*** Opening of Recorded information ***

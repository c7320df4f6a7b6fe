//! Credential handling using the secrecy crate
//!
//! The database password is held in a [`SecretString`]: zeroed on drop,
//! redacted in `Debug` output, and only readable through `expose_secret()`.
//!
//! ```rust
//! use dhp_vault::config::secret_string;
//! use secrecy::ExposeSecret;
//!
//! let password = secret_string("my-password".to_string());
//! assert_eq!(password.expose_secret().as_ref(), "my-password");
//! assert!(!format!("{password:?}").contains("my-password"));
//! ```

use secrecy::{CloneableSecret, DebugSecret, Secret, SerializableSecret};
use serde::{Deserialize, Deserializer, Serialize, Serializer};
use zeroize::Zeroize;

/// String newtype that can live inside a [`Secret`]
#[derive(Clone, Debug, Zeroize)]
#[zeroize(drop)]
pub struct SecretValue(String);

impl CloneableSecret for SecretValue {}
impl DebugSecret for SecretValue {}
impl SerializableSecret for SecretValue {}

impl From<String> for SecretValue {
    fn from(s: String) -> Self {
        SecretValue(s)
    }
}

impl PartialEq<str> for SecretValue {
    fn eq(&self, other: &str) -> bool {
        self.0 == other
    }
}

impl AsRef<str> for SecretValue {
    fn as_ref(&self) -> &str {
        &self.0
    }
}

impl SecretValue {
    pub fn is_empty(&self) -> bool {
        self.0.is_empty()
    }
}

impl Serialize for SecretValue {
    fn serialize<S>(&self, serializer: S) -> Result<S::Ok, S::Error>
    where
        S: Serializer,
    {
        self.0.serialize(serializer)
    }
}

impl<'de> Deserialize<'de> for SecretValue {
    fn deserialize<D>(deserializer: D) -> Result<Self, D::Error>
    where
        D: Deserializer<'de>,
    {
        String::deserialize(deserializer).map(SecretValue)
    }
}

/// Secret string used for credentials in configuration
pub type SecretString = Secret<SecretValue>;

/// Wraps a String in a [`SecretString`]
#[inline]
pub fn secret_string(value: String) -> SecretString {
    Secret::new(SecretValue::from(value))
}

#[cfg(test)]
mod tests {
    use super::*;
    use secrecy::ExposeSecret;

    #[test]
    fn test_secret_string_creation() {
        let secret = secret_string("test-password".to_string());
        assert_eq!(secret.expose_secret(), "test-password");
        assert!(!secret.expose_secret().is_empty());
    }

    #[test]
    fn test_secret_debug_redacted() {
        let secret = secret_string("sensitive-data".to_string());
        let debug_output = format!("{secret:?}");
        assert!(!debug_output.contains("sensitive-data"));
    }

    #[test]
    fn test_secret_deserializes_from_toml() {
        #[derive(Deserialize)]
        struct Section {
            password: SecretString,
        }

        let section: Section = toml::from_str("password = \"hunter2\"").unwrap();
        assert_eq!(section.password.expose_secret(), "hunter2");
    }
}
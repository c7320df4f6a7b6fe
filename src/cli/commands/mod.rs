//! CLI command implementations
//!
//! Every command returns its process exit code:
//!
//! - `0` - success
//! - `2` - configuration error
//! - `3` - domain error (unknown patient, invalid rollback, bad payload)
//! - `4` - backend unreachable
//! - `5` - fatal error

pub mod export;
pub mod history;
pub mod init_db;
pub mod push;
pub mod rollback;
pub mod show;
pub mod validate;

use crate::config::load_config;
use crate::core::VaultStore;
use crate::domain::{DocumentKind, PatientId, VaultError};
use clap::Args;

/// Selects one patient's chain
#[derive(Args, Debug, Clone)]
pub struct ChainArgs {
    /// Document kind (dhp, plan-status)
    #[arg(short, long)]
    pub kind: DocumentKind,

    /// Patient identifier
    #[arg(short, long)]
    pub patient: PatientId,
}

/// Exit code for a vault error
pub fn exit_code(err: &VaultError) -> i32 {
    match err {
        VaultError::Configuration(_) => 2,
        VaultError::PersistenceUnavailable(_) => 4,
        e if e.is_domain() => 3,
        _ => 5,
    }
}

/// Print a failure the way every command does and return its exit code
pub(crate) fn report_failure(context: &str, err: &VaultError) -> i32 {
    println!("❌ {context}");
    println!("   Error: {err}");
    exit_code(err)
}

/// Load the configuration and open the store
///
/// On failure the error has already been printed and the exit code is returned.
pub(crate) async fn open_store(config_path: &str) -> Result<VaultStore, i32> {
    let config = load_config(config_path)
        .map_err(|e| report_failure("Failed to load configuration file", &e))?;

    VaultStore::open(&config)
        .await
        .map_err(|e| report_failure("Failed to open vault store", &e))
}
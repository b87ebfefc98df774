//! Authentication of inbound moderation requests.
//!
//! The moderation service signs each callback OAuth1-style (HMAC-SHA1,
//! single-legged, no token secret) and sends the protocol parameters in
//! the `Authorization` header.
//!
//! ```text
//! RequestContext → AuthHeader::parse → SignatureVerifier::verify
//!                                        ├─ key / timestamp / nonce checks
//!                                        ├─ ReplayGuard::check_and_record
//!                                        └─ base string → HMAC-SHA1 → compare
//! ```

pub mod header;
pub mod replay;
pub mod request;
pub mod signature;
pub mod verifier;

pub use header::AuthHeader;
pub use replay::{ReplayGuard, DEFAULT_WINDOW_SECS};
pub use request::{parse_parameters, RequestContext};
pub use verifier::{Credentials, SignatureVerifier};
//! HTTP endpoint handlers.

use std::sync::Arc;

use axum::{
    body::Bytes,
    extract::{OriginalUri, Path, State},
    http::{header, HeaderMap, Method, StatusCode},
    response::{IntoResponse, Response},
    Json,
};
use serde::Serialize;
use tracing::{error, info};

use crate::auth::RequestContext;
use crate::moderation::ModerationHandler;

/// Shared application state.
#[derive(Clone)]
pub struct AppState {
    pub handler: Arc<ModerationHandler>,
}

impl AppState {
    pub fn new(handler: ModerationHandler) -> Self {
        Self {
            handler: Arc::new(handler),
        }
    }
}

// =============================================================================
// Health Check
// =============================================================================

/// Health check response.
#[derive(Serialize)]
pub struct HealthResponse {
    pub status: &'static str,
}

/// Health check endpoint.
pub async fn health() -> Json<HealthResponse> {
    Json(HealthResponse { status: "ok" })
}

// =============================================================================
// Moderation Callback
// =============================================================================

/// Moderation callback response.
#[derive(Serialize)]
pub struct ModerationResponse {
    pub status: &'static str,
}

/// Moderation callback endpoint.
///
/// Accepts any method; the method takes part in the signature. Query
/// parameters and form-encoded body parameters are both signed.
///
/// The handler may write the store file, so it runs on the blocking pool.
pub async fn moderate(
    State(state): State<AppState>,
    Path((content_id, action)): Path<(String, String)>,
    method: Method,
    OriginalUri(uri): OriginalUri,
    headers: HeaderMap,
    body: Bytes,
) -> Response {
    info!(
        method = %method,
        content_id = %content_id,
        action = %action,
        has_authorization = headers.contains_key(header::AUTHORIZATION),
        "moderation_request_received"
    );

    let mut request = RequestContext::new(method.as_str(), uri.path());
    if let Some(query) = uri.query() {
        request = request.with_query(query);
    }
    if is_form_encoded(&headers) {
        request = request.with_form_body(&body);
    }
    if let Some(value) = headers
        .get(header::AUTHORIZATION)
        .and_then(|v| v.to_str().ok())
    {
        request = request.with_authorization(value);
    }

    let handler = state.handler.clone();
    let id = content_id.clone();
    let outcome = match tokio::task::spawn_blocking(move || handler.handle(&id, &action, &request))
        .await
    {
        Ok(outcome) => outcome,
        Err(e) => {
            error!(error = %e, content_id = %content_id, "moderation_handler_failed");
            return (
                StatusCode::INTERNAL_SERVER_ERROR,
                Json(ModerationResponse { status: "error" }),
            )
                .into_response();
        }
    };

    info!(
        content_id = %content_id,
        outcome = outcome.label(),
        "moderation_request_complete"
    );

    let body = Json(ModerationResponse {
        status: outcome.label(),
    });
    match outcome.status() {
        Some(code) => (code, body).into_response(),
        None => body.into_response(),
    }
}

fn is_form_encoded(headers: &HeaderMap) -> bool {
    headers
        .get(header::CONTENT_TYPE)
        .and_then(|v| v.to_str().ok())
        .map(|v| v.starts_with("application/x-www-form-urlencoded"))
        .unwrap_or(false)
}
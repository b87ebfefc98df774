//! Persistent key-value configuration store.
//!
//! Holds the shared credentials and the replay guard's nonce record. Two
//! backends are provided: an in-memory map for tests and single-process
//! use, and a JSON file that survives restarts.

use std::collections::{BTreeMap, HashMap};
use std::fs;
use std::path::{Path, PathBuf};
use std::sync::{Arc, Mutex, PoisonError, RwLock};

use tracing::{info, warn};

use crate::error::StoreError;

/// Name under which the public (consumer) key is stored.
pub const PUBLIC_KEY: &str = "moderation_public_key";

/// Name under which the private (signing) key is stored.
pub const PRIVATE_KEY: &str = "moderation_private_key";

/// Name under which the seen-nonce record is stored.
pub const NONCES: &str = "moderation_nonces";

/// Key-value configuration store collaborator.
pub trait ConfigStore: Send + Sync {
    /// Fetch a value by name, `None` if it was never set.
    fn get(&self, name: &str) -> Result<Option<String>, StoreError>;

    /// Create or replace a value.
    fn set(&self, name: &str, value: &str) -> Result<(), StoreError>;

    /// Remove a value. Removing an absent name is not an error.
    fn delete(&self, name: &str) -> Result<(), StoreError>;
}

/// Delete every value this crate persists.
pub fn purge_module_state(store: &dyn ConfigStore) -> Result<(), StoreError> {
    for name in [PUBLIC_KEY, PRIVATE_KEY, NONCES] {
        store.delete(name)?;
    }
    info!("module_state_purged");
    Ok(())
}

/// Open the file store at `path`, or an in-memory store when there is none.
pub fn open_store(path: Option<&Path>) -> Result<Arc<dyn ConfigStore>, StoreError> {
    match path {
        Some(p) => Ok(Arc::new(JsonFileStore::open(p)?)),
        None => {
            warn!("store_in_memory_state_not_persisted");
            Ok(Arc::new(MemoryStore::new()))
        }
    }
}

// =============================================================================
// In-memory backend
// =============================================================================

/// Process-local store, lost on restart.
#[derive(Debug, Default)]
pub struct MemoryStore {
    values: RwLock<HashMap<String, String>>,
}

impl MemoryStore {
    pub fn new() -> Self {
        Self::default()
    }
}

impl ConfigStore for MemoryStore {
    fn get(&self, name: &str) -> Result<Option<String>, StoreError> {
        let values = self.values.read().unwrap_or_else(PoisonError::into_inner);
        Ok(values.get(name).cloned())
    }

    fn set(&self, name: &str, value: &str) -> Result<(), StoreError> {
        let mut values = self.values.write().unwrap_or_else(PoisonError::into_inner);
        values.insert(name.to_string(), value.to_string());
        Ok(())
    }

    fn delete(&self, name: &str) -> Result<(), StoreError> {
        let mut values = self.values.write().unwrap_or_else(PoisonError::into_inner);
        values.remove(name);
        Ok(())
    }
}

// =============================================================================
// JSON file backend
// =============================================================================

/// Store backed by a single JSON object on disk.
///
/// The whole file is rewritten on every mutation, first to a sibling
/// temporary file and then renamed over the original, so a crash never
/// leaves a half-written store behind.
#[derive(Debug)]
pub struct JsonFileStore {
    path: PathBuf,
    values: Mutex<BTreeMap<String, String>>,
}

impl JsonFileStore {
    /// Open the store at `path`, starting empty if the file does not exist.
    pub fn open(path: impl AsRef<Path>) -> Result<Self, StoreError> {
        let path = path.as_ref().to_path_buf();

        let values = if path.exists() {
            let raw = fs::read(&path)?;
            if raw.is_empty() {
                BTreeMap::new()
            } else {
                serde_json::from_slice(&raw)?
            }
        } else {
            warn!(path = %path.display(), "store_file_missing_starting_empty");
            BTreeMap::new()
        };

        info!(path = %path.display(), entries = values.len(), "store_opened");

        Ok(Self {
            path,
            values: Mutex::new(values),
        })
    }

    fn persist(&self, values: &BTreeMap<String, String>) -> Result<(), StoreError> {
        let body = serde_json::to_vec_pretty(values)?;
        let tmp = self.path.with_extension("tmp");
        fs::write(&tmp, body)?;
        fs::rename(&tmp, &self.path)?;
        Ok(())
    }
}

impl ConfigStore for JsonFileStore {
    fn get(&self, name: &str) -> Result<Option<String>, StoreError> {
        let values = self.values.lock().unwrap_or_else(PoisonError::into_inner);
        Ok(values.get(name).cloned())
    }

    fn set(&self, name: &str, value: &str) -> Result<(), StoreError> {
        let mut values = self.values.lock().unwrap_or_else(PoisonError::into_inner);
        let mut next = values.clone();
        next.insert(name.to_string(), value.to_string());
        // Memory only changes once the file does
        self.persist(&next)?;
        *values = next;
        Ok(())
    }

    fn delete(&self, name: &str) -> Result<(), StoreError> {
        let mut values = self.values.lock().unwrap_or_else(PoisonError::into_inner);
        if !values.contains_key(name) {
            return Ok(());
        }
        let mut next = values.clone();
        next.remove(name);
        self.persist(&next)?;
        *values = next;
        Ok(())
    }
}

#[cfg(test)]
mod tests {
    use super::*;

    fn temp_path(name: &str) -> PathBuf {
        let dir = std::env::temp_dir().join(format!(
            "modcallback-store-{}-{}",
            name,
            std::process::id()
        ));
        fs::create_dir_all(&dir).unwrap();
        dir.join("store.json")
    }

    #[test]
    fn test_memory_store_roundtrip() {
        let store = MemoryStore::new();
        assert_eq!(store.get("missing").unwrap(), None);

        store.set(PUBLIC_KEY, "pub").unwrap();
        assert_eq!(store.get(PUBLIC_KEY).unwrap(), Some("pub".to_string()));

        store.delete(PUBLIC_KEY).unwrap();
        assert_eq!(store.get(PUBLIC_KEY).unwrap(), None);

        // Deleting twice is fine
        store.delete(PUBLIC_KEY).unwrap();
    }

    #[test]
    fn test_json_file_store_survives_reopen() {
        let path = temp_path("reopen");
        let _ = fs::remove_file(&path);

        {
            let store = JsonFileStore::open(&path).unwrap();
            store.set(PRIVATE_KEY, "secret").unwrap();
            store.set(NONCES, "{}").unwrap();
        }

        let store = JsonFileStore::open(&path).unwrap();
        assert_eq!(store.get(PRIVATE_KEY).unwrap(), Some("secret".to_string()));
        assert_eq!(store.get(NONCES).unwrap(), Some("{}".to_string()));

        fs::remove_file(&path).unwrap();
    }

    #[test]
    fn test_json_file_store_failed_write_leaves_memory_unchanged() {
        let path = temp_path("failed-write");
        let _ = fs::remove_file(&path);
        let tmp = path.with_extension("tmp");
        let _ = fs::remove_dir_all(&tmp);

        let store = JsonFileStore::open(&path).unwrap();
        store.set(PUBLIC_KEY, "pub").unwrap();

        // A directory in the temp file's place makes every write fail
        fs::create_dir_all(&tmp).unwrap();

        assert!(store.set(NONCES, r#"{"n":1}"#).is_err());
        assert_eq!(store.get(NONCES).unwrap(), None);

        assert!(store.delete(PUBLIC_KEY).is_err());
        assert_eq!(store.get(PUBLIC_KEY).unwrap(), Some("pub".to_string()));

        let reopened = JsonFileStore::open(&path).unwrap();
        assert_eq!(reopened.get(NONCES).unwrap(), None);
        assert_eq!(reopened.get(PUBLIC_KEY).unwrap(), Some("pub".to_string()));

        fs::remove_dir_all(&tmp).unwrap();
        fs::remove_file(&path).unwrap();
    }

    #[test]
    fn test_json_file_store_rejects_garbage() {
        let path = temp_path("garbage");
        fs::write(&path, b"not json").unwrap();

        let result = JsonFileStore::open(&path);
        assert!(matches!(result, Err(StoreError::Json(_))));

        fs::remove_file(&path).unwrap();
    }

    #[test]
    fn test_open_store_without_path_is_in_memory() {
        let store = open_store(None).unwrap();
        store.set(NONCES, "{}").unwrap();
        assert_eq!(store.get(NONCES).unwrap(), Some("{}".to_string()));
    }

    #[test]
    fn test_purge_module_state() {
        let store = MemoryStore::new();
        store.set(PUBLIC_KEY, "pub").unwrap();
        store.set(PRIVATE_KEY, "priv").unwrap();
        store.set(NONCES, r#"{"abc":1}"#).unwrap();
        store.set("unrelated", "kept").unwrap();

        purge_module_state(&store).unwrap();

        assert_eq!(store.get(PUBLIC_KEY).unwrap(), None);
        assert_eq!(store.get(PRIVATE_KEY).unwrap(), None);
        assert_eq!(store.get(NONCES).unwrap(), None);
        assert_eq!(store.get("unrelated").unwrap(), Some("kept".to_string()));
    }
}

*** Close of Recorded information ***

◆ Task goal: Select and copy every line from the records that includes the word "const".

◆ Your solution:
pub const PUBLIC_KEY: &str = "moderation_public_key";
pub const PRIVATE_KEY: &str = "moderation_private_key";
pub const NONCES: &str = "moderation_nonces";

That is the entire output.